Bringing you honest reviews of recent releases
An enthusiastic young woman with a passion for chasing historical myths leads a team of explorers underneath the streets of Paris, to hopefully discover an ancient artefact that could change the world. But as they venture further below the famous catacombs, they begin to realise their lives have been turned upside-down.
Because it’s Hell down there..
The Goonies meets The Descent as underground horror gets a new twist.
Perdita Weeks – Scarlet
Ben Feldman – George
Edwin Hodge – Benji
François Civil – Papillon
Marion Lambert – Souxie
Ali Marhyar – Zed
I actually didn’t mind this movie. It was slightly tacky, but incredibly watchable – like a mix of Drag Me To Hell and The DaVinci Code, As Above, So Below centres around a mystical legend the main protagonist is chasing with clues, whilst knowing she may have to face an inevitable fate. And although delivering the main action by way of live video camera, this movie manages to entertain. All films that use the ‘shaky cam’ effect run the risk of being bloody awful don’t they; that classic tacky atmosphere we’ve all seen before and, eventually, end up folding our arms waiting for the bloody thing to finish.
As Above, So Below slipped nicely into this category but was saved from flopping completely by its storyline. If I’m honest, I had my eyes on the screen the entire time, wondering what would happen next – and even vocalising a few “whoa” and “wow”‘s. I actually shocked myself during one scene – I bellowed from my stomach a kind of “URRH!!” which was luckily covered up by the noise on screen. I screamed so loud I nearly shit myself.
And let’s face it, if a movie can do that – it gets points.
I’ll say this: the cast were fantastic. So the plot may have been cheesy, but the handful of actors who took on this movie were very genuine, believable. At no point did I consider any of the actors to be awful – it was literally like watching real found footage of an accident or something.
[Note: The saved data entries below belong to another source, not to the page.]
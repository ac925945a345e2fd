// Copyright 2025 eraflo
//
// Licensed under the Apache License, Version 2.0 (the "License");
// you may not use this file except in compliance with the License.
// You may obtain a copy of the License at
//
//     http://www.apache.org/licenses/LICENSE-2.0
//
// Unless required by applicable law or agreed to in writing, software
// distributed under the License is distributed on an "AS IS" BASIS,
// WITHOUT WARRANTIES OR CONDITIONS OF ANY KIND, either express or implied.
// See the License for the specific language governing permissions and
// limitations under the License.

//! The host frame clock and the one-shot auto-stop timer scheduled against it.

/// Host time as seen by the session: the running sum of frame delta times.
///
/// Only positive, finite deltas advance the clock.
#[derive(Debug, Clone, Copy, Default, PartialEq)]
pub struct FrameClock {
    now_secs: f64,
}

impl FrameClock {
    /// Creates a clock at zero.
    pub fn new() -> Self {
        Self::default()
    }

    /// Advances the clock by one frame.
    pub fn advance(&mut self, delta_secs: f64) {
        if delta_secs.is_finite() && delta_secs > 0.0 {
            self.now_secs += delta_secs;
        }
    }

    /// Seconds accumulated since the clock was created.
    pub fn now(&self) -> f64 {
        self.now_secs
    }
}

/// A one-shot deadline on the [`FrameClock`].
///
/// The timer never fires by itself: the session polls it at the start of
/// each host frame and drops it on stop, which is what cancels it.
#[derive(Debug, Clone, Copy, PartialEq)]
pub struct AutoStopTimer {
    deadline_secs: f64,
}

impl AutoStopTimer {
    /// Schedules a deadline `after_secs` after `now_secs`.
    pub fn schedule(now_secs: f64, after_secs: f64) -> Self {
        Self {
            deadline_secs: now_secs + after_secs.max(0.0),
        }
    }

    /// The clock time at which the timer is due.
    pub fn deadline(&self) -> f64 {
        self.deadline_secs
    }

    /// Returns `true` once the clock has reached the deadline.
    pub fn is_due(&self, now_secs: f64) -> bool {
        now_secs >= self.deadline_secs
    }

    /// Seconds left before the deadline, never negative.
    pub fn remaining(&self, now_secs: f64) -> f64 {
        (self.deadline_secs - now_secs).max(0.0)
    }
}
// Copyright 2025 eraflo
//
// Licensed under the Apache License, Version 2.0 (the "License");
// you may not use this file except in compliance with the License.
// You may obtain a copy of the License at
//
//     http://www.apache.org/licenses/LICENSE-2.0
//
// Unless required by applicable law or agreed to in writing, software
// distributed under the License is distributed on an "AS IS" BASIS,
// WITHOUT WARRANTIES OR CONDITIONS OF ANY KIND, either express or implied.
// See the License for the specific language governing permissions and
// limitations under the License.

//! # Framewatch Telemetry
//!
//! The sampling session engine. A host drives a [`RecordingSession`] once per
//! frame; while recording, the session gathers a [`Sample`] every
//! `sampling_interval` frames from a [`MetricSource`], and on stop writes the
//! buffer as a CSV artifact and runs a threshold analysis over it.
//!
//! [`MetricSource`]: framewatch_core::MetricSource

#![warn(missing_docs)]

pub mod analysis;
pub mod config;
pub mod error;
pub mod export;
pub mod sample;
pub mod session;

pub use analysis::{analyze, AnalysisReport, ThresholdViolation, ViolationKind};
pub use config::{PerformanceThresholds, ProfilingConfig, SamplerConfig};
pub use error::{ArtifactError, ConfigError, ExportError, SessionError, SessionResult};
pub use export::{CsvExporter, ParsedArtifact};
pub use sample::{Column, MemoryMetrics, Sample, SampleComposer, SampleLayout, ScriptTimings};
pub use session::{RecordingSession, SessionOutcome, SessionState, StopReason};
Perdita who plays Scarlet won me over immediately. Although her character is an insufferable and over-educated nosey bint, she captured my attention immediately. She speaks with such passion that its hard to tune her out – and as the movie progresses, the girl gets up to some proper detective-style antics; one scene sees her lift a precious tablet off a museum wall and turning it over, uncovers a hidden message – by mixing together two cleaning products she grabs from the janitor’s trolley nearby, splashing the concoction on the stone and lighting a match. Brilliant!
I could liken this movie to features such as The Goonies (moving stones to open doors), Indiana Jones (dashing through trap-strewn passages) and The DaVinci Code (maps, secret codes and historic events) instantly, due to the nature of the plot. And I think this is what makes As Above, So Below less tacky than other ‘shaky cam’ movies – the fact it contains some intriguing and investigative action, whereas many others are simply people running around screaming from something they can’t see. So although Scarlet is so enthusiastic about her studies that she comes across annoying, she is the main character who keeps this movie alive. Perdita is backed by a group of natural actors I just cannot fault – love or hate this film, you can’t deny the talent involved.
It’s the question as old as time itself – is there a Hell? And what is it like? Well, these kids may be about to find out..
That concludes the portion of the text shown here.